July is known as UV Safety Month; therefore, it’s a great time to learn more about safe sun exposure, including what the UV index means, when you should avoid being in the sun, and how it can play a role in the development of skin cancer. For most people, summer fun includes summer sun. As you soak up those warm rays, however, keep in mind that prolonged exposure to the ultraviolet (UV) radiation of the sun can be harmful to your skin.
Understanding the UV Index
Did you know that the risk of UV damage to your eyes and skin is dependent upon where you live? In the United States, the strength of UV radiation is measured by the UV Index, which provides a forecast of the expected risk of overexposure to UV radiation from the sun based on geographical location.
The National Weather Service calculates the UV Index daily for most zip codes across the country, measuring it on a scale of 0 (low) to 11+ (extreme). While it is a good idea to practice sun safety for all UV index values, it is wise to be extremely cautious when index values are 7 or higher. The UV index in Portland, OR is historically highest in the month of July, averaging 8 on the UV index scale.
Consider staying indoors on days where the UV index reaches very high levels (10+) as your eyes and skin can burn within minutes. Factors such as ozone depletion, as well as seasonal and weather variations, can affect the daily UV index.
Being Safe With Sun Exposure
There really is no definitive answer regarding how much sun exposure is safe. The sun provides vitamin D as well as the opportunity to get outdoors and be active--both of which are essential for optimal health. However, too much exposure can raise your risk of skin cancer.
This doesn’t mean you have to avoid the sun completely. It just means you should take the necessary precautions to keep your skin safe each and every time you step out into the sunshine.

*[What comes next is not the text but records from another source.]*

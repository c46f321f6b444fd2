// src/payout.rs
// Prize-pot splitting with the house's round-up rule.

use serde::{Deserialize, Serialize};

/// Outcome of splitting a pot across the winners of one game.
#[derive(Debug, Clone, Copy, PartialEq, Serialize, Deserialize)]
#[serde(rename_all = "camelCase")]
pub struct PayoutSummary {
    /// Exact per-winner share, no rounding.
    pub calculated_per_winner: f64,
    /// What each winner is actually handed: the share rounded UP to the
    /// next whole currency unit. Whole dollars, not cents; the house always
    /// rounds in the winner's favor and eats the difference.
    pub actual_per_winner: f64,
    pub total_actual_payout: f64,
    /// Excess paid out due to rounding, always >= 0.
    pub rounding_loss: f64,
}

impl PayoutSummary {
    pub fn zero() -> Self {
        PayoutSummary {
            calculated_per_winner: 0.0,
            actual_per_winner: 0.0,
            total_actual_payout: 0.0,
            rounding_loss: 0.0,
        }
    }
}

/// Split `pot` across `winner_count` winners. Degenerate input (empty pot
/// or no winners) yields an all-zero summary rather than an error, matching
/// the host flow where the form recomputes on every keystroke.
pub fn calculate(pot: f64, winner_count: u32) -> PayoutSummary {
    if pot <= 0.0 || winner_count == 0 {
        return PayoutSummary::zero();
    }

    let winners = f64::from(winner_count);
    let calculated_per_winner = pot / winners;
    let actual_per_winner = calculated_per_winner.ceil();
    let total_actual_payout = actual_per_winner * winners;

    PayoutSummary {
        calculated_per_winner,
        actual_per_winner,
        total_actual_payout,
        rounding_loss: total_actual_payout - pot,
    }
}

#[cfg(test)]
mod tests {
    use super::*;

    #[test]
    fn test_uneven_split_rounds_up_per_winner() {
        let summary = calculate(100.0, 3);
        assert!((summary.calculated_per_winner - 100.0 / 3.0).abs() < 1e-9);
        assert_eq!(summary.actual_per_winner, 34.0);
        assert_eq!(summary.total_actual_payout, 102.0);
        assert_eq!(summary.rounding_loss, 2.0);
    }

    #[test]
    fn test_exact_split_has_no_loss() {
        let summary = calculate(100.0, 4);
        assert_eq!(summary.calculated_per_winner, 25.0);
        assert_eq!(summary.actual_per_winner, 25.0);
        assert_eq!(summary.total_actual_payout, 100.0);
        assert_eq!(summary.rounding_loss, 0.0);
    }

    #[test]
    fn test_fractional_pot_rounds_to_whole_unit() {
        // Whole-dollar ceiling, not cents: 50.50 for one winner pays 51.
        let summary = calculate(50.50, 1);
        assert_eq!(summary.actual_per_winner, 51.0);
        assert!((summary.rounding_loss - 0.5).abs() < 1e-9);
    }

    #[test]
    fn test_degenerate_input_yields_zeros() {
        assert_eq!(calculate(0.0, 3), PayoutSummary::zero());
        assert_eq!(calculate(-10.0, 3), PayoutSummary::zero());
        assert_eq!(calculate(100.0, 0), PayoutSummary::zero());
    }

    #[test]
    fn test_loss_is_never_negative() {
        for winners in 1..20 {
            for pot in [1.0, 7.0, 99.99, 100.0, 123.45, 1000.0] {
                let summary = calculate(pot, winners);
                assert!(summary.rounding_loss >= 0.0, "pot {pot} winners {winners}");
            }
        }
    }
}
//! Program build options.
//!
//! Kernel modules describe their build configuration as an option string, the
//! same shape a compiler command line takes. Only preprocessor defines are
//! understood: `-D NAME`, `-DNAME`, `-D NAME=VALUE`. Values that parse as
//! integers become integer defines, `true` / `false` become booleans, a bare
//! name is `true`.

use crate::{Error, Result};
use std::collections::BTreeMap;
use std::fmt;

/// Value of a single preprocessor define.
#[derive(Debug, Clone, Copy, PartialEq, Eq)]
pub enum DefineValue {
    Bool(bool),
    Int(i32),
    UInt(u32),
}

impl fmt::Display for DefineValue {
    fn fmt(&self, f: &mut fmt::Formatter<'_>) -> fmt::Result {
        match self {
            DefineValue::Bool(v) => write!(f, "{v}"),
            DefineValue::Int(v) => write!(f, "{v}"),
            DefineValue::UInt(v) => write!(f, "{v}u"),
        }
    }
}

/// Parsed build options.
#[derive(Debug, Clone, Default, PartialEq, Eq)]
pub struct BuildOptions {
    defines: BTreeMap<String, DefineValue>,
}

impl BuildOptions {
    /// Parse an option string.
    ///
    /// # Errors
    /// [`Error::InvalidOptions`] naming the first token that is not a define.
    pub fn parse(options: &str) -> Result<Self> {
        let mut defines = BTreeMap::new();
        let mut tokens = options.split_whitespace();

        while let Some(token) = tokens.next() {
            let body = if token == "-D" {
                tokens
                    .next()
                    .ok_or_else(|| Error::InvalidOptions("'-D' without a name".into()))?
            } else if let Some(rest) = token.strip_prefix("-D") {
                rest
            } else {
                return Err(Error::InvalidOptions(format!("unrecognized option '{token}'")));
            };

            let (name, value) = match body.split_once('=') {
                Some((name, raw)) => (name, parse_value(name, raw)?),
                None => (body, DefineValue::Bool(true)),
            };

            if name.is_empty() || !name.chars().all(|c| c.is_ascii_alphanumeric() || c == '_') {
                return Err(Error::InvalidOptions(format!("invalid define name '{name}'")));
            }
            defines.insert(name.to_string(), value);
        }

        Ok(Self { defines })
    }

    pub fn get(&self, name: &str) -> Option<DefineValue> {
        self.defines.get(name).copied()
    }

    pub fn iter(&self) -> impl Iterator<Item = (&str, DefineValue)> {
        self.defines.iter().map(|(k, v)| (k.as_str(), *v))
    }

    pub fn len(&self) -> usize {
        self.defines.len()
    }

    pub fn is_empty(&self) -> bool {
        self.defines.is_empty()
    }
}

impl fmt::Display for BuildOptions {
    fn fmt(&self, f: &mut fmt::Formatter<'_>) -> fmt::Result {
        let mut first = true;
        for (name, value) in &self.defines {
            if !first {
                f.write_str(" ")?;
            }
            first = false;
            match value {
                DefineValue::Bool(true) => write!(f, "-D{name}")?,
                DefineValue::UInt(v) => write!(f, "-D{name}={v}")?,
                other => write!(f, "-D{name}={other}")?,
            }
        }
        Ok(())
    }
}

fn parse_value(name: &str, raw: &str) -> Result<DefineValue> {
    match raw {
        "true" => Ok(DefineValue::Bool(true)),
        "false" => Ok(DefineValue::Bool(false)),
        _ => {
            if let Some(digits) = raw.strip_suffix('u') {
                return digits.parse::<u32>().map(DefineValue::UInt).map_err(|_| {
                    Error::InvalidOptions(format!("define '{name}' has invalid value '{raw}'"))
                });
            }
            if let Ok(v) = raw.parse::<u32>() {
                return Ok(DefineValue::UInt(v));
            }
            raw.parse::<i32>().map(DefineValue::Int).map_err(|_| {
                Error::InvalidOptions(format!("define '{name}' has invalid value '{raw}'"))
            })
        }
    }
}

One way you can limit your exposure to an excessive amount of sun is to stay indoors between the hours of 10 am and 4 pm, which is when UV light is the strongest. If you are unsure about the strength of the sun’s rays, check the UV index in your area. You can also perform the shadow test: if your shadow is shorter than you, the sun’s rays are the day’s strongest.
In addition to seeking shade indoors, you can also:
Cover up your arms and legs with clothing -- the darker the better to block out more of the UV rays.
Wear a wide-brimmed hat that covers your neck and ears
Use a broad spectrum sunscreen that is SPF 30 or higher, reapplying every 90 minutes or more if you’re in the water.
Protect your eyes with UV-absorbing sunglasses
If you are concerned about lowered vitamin D levels, look to dietary sources and supplements rather than extra time in the sun that could cause your skin damage.
UV Rays and Skin Cancer
Most skin cancers are a direct result of overexposure to the UV rays of the sun. UV radiation is considered the main cause of nonmelanoma skin cancers, including basal cell carcinoma and squamous cell carcinoma, the two most common types of skin cancer. Both of these cancers tend to be found on sun-exposed parts of the body and it is thought that their occurrence is tied to continuous sun exposure throughout a person’s life. This also includes exposure to artificial sources of UV rays that are used in indoor tanning.
It is important to remember that UV rays can still affect you on cloudy days, so be sure to practice sun safety even when the rays aren’t shining bright.
Skin cancers can show up in many shapes and sizes, so it is a good idea to check your skin regularly for any unusual changes. If you have any concerns about the health of your skin, make an appointment with your doctor or dermatologist to have it checked out.
Fun in the sun can come with risks, but by practicing sun safety you can enjoy your time outdoors.